Hermann Wilbrand
Hermann Wilbrand was a German ophthalmologist born in Giessen.
Wilbrand was born in Giessen, Germany to Albertine Knapp and Franz Joseph Julius Wilbrand, a forensic physician. His older brother Julius Wilbrand was a chemist who discovered TNT and his grandfather was physician.
In 1875, he earned his doctorate at the University of Strassburg, and afterwards was an assistant to Ludwig Laqueur at Strassburg and to Carl Friedrich Richard Förster at Breslau. Later he moved to Hamburg, where he became head of the department of ophthalmology at Allgemeines Hospital in 1905.

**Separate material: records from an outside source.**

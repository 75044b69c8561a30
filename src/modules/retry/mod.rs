//! Retry orchestration around one logical upstream operation.
//!
//! Per attempt: circuit breaker gate, rate limiter, I/O, classification.
//! This is the only place deciding whether an error is retried or
//! propagated.

use std::future::Future;
use std::sync::Arc;
use std::time::{Duration, Instant};

use chrono::Utc;
use tokio_util::sync::CancellationToken;

use crate::core::BackoffPolicy;
use crate::error::{ScraperError, ScraperResult};
use crate::modules::circuit_breaker::{CircuitBreakerRegistry, CircuitState};
use crate::modules::events::{
    CircuitEvent, EventDispatcher, FailureEvent, OutcomeEvent, RetryEvent, ScraperEvent,
};
use crate::modules::rate_limit::RateLimiter;

#[derive(Debug, Clone)]
pub struct RetryPolicy {
    pub max_retries: u32,
    pub backoff: BackoffPolicy,
}

impl RetryPolicy {
    pub fn new(max_retries: u32, backoff: BackoffPolicy) -> Self {
        Self {
            max_retries,
            backoff,
        }
    }
}

impl Default for RetryPolicy {
    fn default() -> Self {
        Self::new(3, BackoffPolicy::default())
    }
}

#[derive(Debug, Clone)]
pub struct RetryOrchestrator {
    policy: RetryPolicy,
    breakers: CircuitBreakerRegistry,
    rate_limiter: Arc<RateLimiter>,
    events: Arc<EventDispatcher>,
}

impl RetryOrchestrator {
    pub fn new(
        policy: RetryPolicy,
        breakers: CircuitBreakerRegistry,
        rate_limiter: Arc<RateLimiter>,
        events: Arc<EventDispatcher>,
    ) -> Self {
        Self {
            policy,
            breakers,
            rate_limiter,
            events,
        }
    }

    pub fn breakers(&self) -> &CircuitBreakerRegistry {
        &self.breakers
    }

    pub fn policy(&self) -> &RetryPolicy {
        &self.policy
    }

    /// Runs `op` until it succeeds, fails non-retryably, exhausts
    /// `max_retries`, or `cancel` fires. `op` receives the 1-based attempt.
    ///
    /// A breaker that blocks the call fails fast with
    /// [`ScraperError::CircuitBreakerOpen`] without recording a failure.
    pub async fn execute<T, F, Fut>(
        &self,
        target: &str,
        operation: &str,
        cancel: Option<&CancellationToken>,
        mut op: F,
    ) -> ScraperResult<T>
    where
        F: FnMut(u32) -> Fut,
        Fut: Future<Output = ScraperResult<T>>,
    {
        let started = Instant::now();
        let mut attempt: u32 = 0;

        loop {
            attempt += 1;

            if cancel.is_some_and(CancellationToken::is_cancelled) {
                return Err(ScraperError::Cancelled);
            }

            if !self.breakers.can_execute(target) {
                log::debug!("[{target}] {operation} short-circuited by open breaker");
                return Err(ScraperError::CircuitBreakerOpen {
                    target: target.to_string(),
                });
            }
            let probing = self.breakers.state(target) == CircuitState::HalfOpen;
            let slot = probing.then(|| ProbeSlot::reserve(&self.breakers, target));

            let outcome = match cancel {
                Some(token) => {
                    tokio::select! {
                        biased;
                        _ = token.cancelled() => Err(ScraperError::Cancelled),
                        result = async {
                            self.rate_limiter.enforce().await;
                            op(attempt).await
                        } => result,
                    }
                }
                None => {
                    self.rate_limiter.enforce().await;
                    op(attempt).await
                }
            };

            let error = match outcome {
                Ok(value) => {
                    self.breakers.record_success(target);
                    if let Some(slot) = slot {
                        slot.settle();
                    }
                    self.events.dispatch(ScraperEvent::Success(OutcomeEvent {
                        target: target.to_string(),
                        operation: operation.to_string(),
                        attempts: attempt,
                        elapsed: started.elapsed(),
                        timestamp: Utc::now(),
                    }));
                    return Ok(value);
                }
                Err(ScraperError::Cancelled) => {
                    log::debug!("[{target}] {operation} cancelled on attempt {attempt}");
                    return Err(ScraperError::Cancelled);
                }
                Err(error) => error,
            };

            let delay = if error.is_retryable() && !probing && attempt <= self.policy.max_retries {
                self.policy.backoff.delay_after(attempt, &error)
            } else {
                None
            };
            if let Some(delay) = delay {
                self.events.dispatch(ScraperEvent::Retry(RetryEvent {
                    target: target.to_string(),
                    operation: operation.to_string(),
                    attempt,
                    reason: error.to_string(),
                    scheduled_after: delay,
                    timestamp: Utc::now(),
                }));
                if !self.pause(delay, cancel).await {
                    return Err(ScraperError::Cancelled);
                }
                continue;
            }

            self.fail(target, operation, attempt, &error);
            if let Some(slot) = slot {
                slot.settle();
            }
            return Err(error);
        }
    }

    /// Returns `false` when cancelled while waiting.
    async fn pause(&self, delay: Duration, cancel: Option<&CancellationToken>) -> bool {
        match cancel {
            Some(token) => {
                tokio::select! {
                    biased;
                    _ = token.cancelled() => false,
                    _ = tokio::time::sleep(delay) => true,
                }
            }
            None => {
                tokio::time::sleep(delay).await;
                true
            }
        }
    }

    fn fail(&self, target: &str, operation: &str, attempts: u32, error: &ScraperError) {
        let before = self.breakers.state(target);
        let after = self.breakers.record_failure(target);
        self.events.dispatch(ScraperEvent::Failure(FailureEvent {
            target: target.to_string(),
            operation: operation.to_string(),
            kind: error.kind(),
            error: error.to_string(),
            attempts,
            timestamp: Utc::now(),
        }));
        if after == CircuitState::Open && before != CircuitState::Open {
            let failure_count = self
                .breakers
                .snapshot(target)
                .map(|snapshot| snapshot.failure_count)
                .unwrap_or_default();
            self.events.dispatch(ScraperEvent::CircuitOpened(CircuitEvent {
                target: target.to_string(),
                state: after,
                failure_count,
                timestamp: Utc::now(),
            }));
        }
    }
}

/// Half-open probe reservation. Unless settled by a recorded outcome, the
/// slot is freed on drop, so an abandoned probe never wedges the breaker.
struct ProbeSlot<'a> {
    breakers: &'a CircuitBreakerRegistry,
    target: &'a str,
    armed: bool,
}

impl<'a> ProbeSlot<'a> {
    fn reserve(breakers: &'a CircuitBreakerRegistry, target: &'a str) -> Self {
        Self {
            breakers,
            target,
            armed: true,
        }
    }

    fn settle(mut self) {
        self.armed = false;
    }
}

impl Drop for ProbeSlot<'_> {
    fn drop(&mut self) {
        if self.armed {
            log::debug!("[{}] abandoned probe released", self.target);
            self.breakers.release_probe(self.target);
        }
    }
}

#[cfg(test)]
mod tests {
    use super::*;
    use std::sync::atomic::{AtomicU32, Ordering};

    fn orchestrator(max_retries: u32, threshold: u32, recovery: Duration) -> RetryOrchestrator {
        RetryOrchestrator::new(
            RetryPolicy::new(
                max_retries,
                BackoffPolicy::new(Duration::from_millis(5), Duration::from_millis(20)),
            ),
            CircuitBreakerRegistry::new(threshold, recovery),
            Arc::new(RateLimiter::new(Duration::ZERO)),
            Arc::new(EventDispatcher::new()),
        )
    }

    #[tokio::test]
    async fn retries_transient_failures_then_succeeds() {
        let orch = orchestrator(3, 5, Duration::from_secs(60));
        let calls = AtomicU32::new(0);
        let result = orch
            .execute("TJGO", "fetch", None, |attempt| {
                calls.fetch_add(1, Ordering::SeqCst);
                async move {
                    if attempt < 3 {
                        Err(ScraperError::Server { status: 503 })
                    } else {
                        Ok(attempt)
                    }
                }
            })
            .await;
        assert_eq!(result.unwrap(), 3);
        assert_eq!(calls.load(Ordering::SeqCst), 3);
        assert_eq!(orch.breakers().snapshot("TJGO").unwrap().failure_count, 0);
    }

    #[tokio::test]
    async fn never_retries_non_retryable_errors() {
        let orch = orchestrator(3, 5, Duration::from_secs(60));
        let calls = AtomicU32::new(0);
        let result: ScraperResult<()> = orch
            .execute("TJGO", "login", None, |_| {
                calls.fetch_add(1, Ordering::SeqCst);
                async { Err(ScraperError::Authentication("rejected".into())) }
            })
            .await;
        assert!(matches!(result, Err(ScraperError::Authentication(_))));
        assert_eq!(calls.load(Ordering::SeqCst), 1);
        assert_eq!(orch.breakers().snapshot("TJGO").unwrap().failure_count, 1);
    }

    #[tokio::test]
    async fn exhaustion_records_one_failure_and_propagates() {
        let orch = orchestrator(2, 5, Duration::from_secs(60));
        let calls = AtomicU32::new(0);
        let result: ScraperResult<()> = orch
            .execute("TRF1", "fetch", None, |_| {
                calls.fetch_add(1, Ordering::SeqCst);
                async { Err(ScraperError::Connection("reset".into())) }
            })
            .await;
        assert!(matches!(result, Err(ScraperError::Connection(_))));
        assert_eq!(calls.load(Ordering::SeqCst), 3);
        assert_eq!(orch.breakers().snapshot("TRF1").unwrap().failure_count, 1);
    }

    #[tokio::test]
    async fn open_breaker_fails_fast_without_io() {
        let orch = orchestrator(0, 1, Duration::from_secs(60));
        let _: ScraperResult<()> = orch
            .execute("TJSP", "fetch", None, |_| async {
                Err(ScraperError::Server { status: 500 })
            })
            .await;

        let calls = AtomicU32::new(0);
        let result: ScraperResult<()> = orch
            .execute("TJSP", "fetch", None, |_| {
                calls.fetch_add(1, Ordering::SeqCst);
                async { Ok(()) }
            })
            .await;
        assert!(matches!(result, Err(ScraperError::CircuitBreakerOpen { .. })));
        assert_eq!(calls.load(Ordering::SeqCst), 0);
    }

    #[tokio::test]
    async fn failed_half_open_probe_is_not_retried() {
        let orch = orchestrator(3, 1, Duration::from_millis(30));
        let _: ScraperResult<()> = orch
            .execute("TJGO", "fetch", None, |_| async {
                Err(ScraperError::Validation("bad".into()))
            })
            .await;
        tokio::time::sleep(Duration::from_millis(60)).await;

        let calls = AtomicU32::new(0);
        let result: ScraperResult<()> = orch
            .execute("TJGO", "fetch", None, |_| {
                calls.fetch_add(1, Ordering::SeqCst);
                async { Err(ScraperError::Server { status: 502 }) }
            })
            .await;
        assert!(matches!(result, Err(ScraperError::Server { status: 502 })));
        assert_eq!(calls.load(Ordering::SeqCst), 1);
        assert_eq!(orch.breakers().state("TJGO"), CircuitState::Open);
    }

    #[tokio::test]
    async fn dropped_half_open_attempt_frees_the_slot() {
        let orch = orchestrator(0, 1, Duration::from_millis(30));
        let _: ScraperResult<()> = orch
            .execute("TJGO", "fetch", None, |_| async {
                Err(ScraperError::Server { status: 500 })
            })
            .await;
        tokio::time::sleep(Duration::from_millis(60)).await;

        let abandoned = tokio::time::timeout(
            Duration::from_millis(20),
            orch.execute("TJGO", "fetch", None, |_| async {
                tokio::time::sleep(Duration::from_secs(10)).await;
                Ok::<_, ScraperError>(())
            }),
        )
        .await;
        assert!(abandoned.is_err());
        assert_eq!(orch.breakers().state("TJGO"), CircuitState::HalfOpen);

        let calls = AtomicU32::new(0);
        let result = orch
            .execute("TJGO", "fetch", None, |_| {
                calls.fetch_add(1, Ordering::SeqCst);
                async { Ok(()) }
            })
            .await;
        assert!(result.is_ok());
        assert_eq!(calls.load(Ordering::SeqCst), 1);
        assert_eq!(orch.breakers().state("TJGO"), CircuitState::Closed);
    }

    #[tokio::test]
    async fn oversized_retry_after_is_not_slept_on() {
        let orch = orchestrator(3, 5, Duration::from_secs(60));
        let calls = AtomicU32::new(0);
        let started = Instant::now();
        let result: ScraperResult<()> = orch
            .execute("TJSP", "fetch", None, |_| {
                calls.fetch_add(1, Ordering::SeqCst);
                async {
                    Err(ScraperError::RateLimit {
                        retry_after: Some(Duration::from_secs(86_400)),
                    })
                }
            })
            .await;
        assert!(matches!(result, Err(ScraperError::RateLimit { .. })));
        assert_eq!(calls.load(Ordering::SeqCst), 1);
        assert!(started.elapsed() < Duration::from_secs(2));
    }

    #[tokio::test]
    async fn cancellation_aborts_in_flight_attempt() {
        let orch = orchestrator(3, 5, Duration::from_secs(60));
        let token = CancellationToken::new();
        let trigger = token.clone();
        tokio::spawn(async move {
            tokio::time::sleep(Duration::from_millis(20)).await;
            trigger.cancel();
        });

        let started = Instant::now();
        let result: ScraperResult<()> = orch
            .execute("TJGO", "fetch", Some(&token), |_| async {
                tokio::time::sleep(Duration::from_secs(10)).await;
                Ok(())
            })
            .await;
        assert!(matches!(result, Err(ScraperError::Cancelled)));
        assert!(started.elapsed() < Duration::from_secs(2));
        assert!(orch.breakers().snapshot("TJGO").is_some_and(|s| s.failure_count == 0));
    }
}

Wilbrand specialized in the field of neuro-ophthalmology and carried out extensive research involving the pathology and physiology of the eye. He demonstrated that homonymous hemianopsia was caused by lesions in the occipital lobe and optic radiation as well as the optic tract.
Associated eponyms
- Wilbrand's knee: A group of extramacular ganglion cell axons that extend forward into the posterior optic nerve.
- Charcot-Wilbrand syndrome: Syndrome involving visual agnosia and the inability to re-visualize images. Condition due to occlusion of the posterior cerebral artery of the dominant hemisphere. Named with French neurologist Jean-Martin Charcot.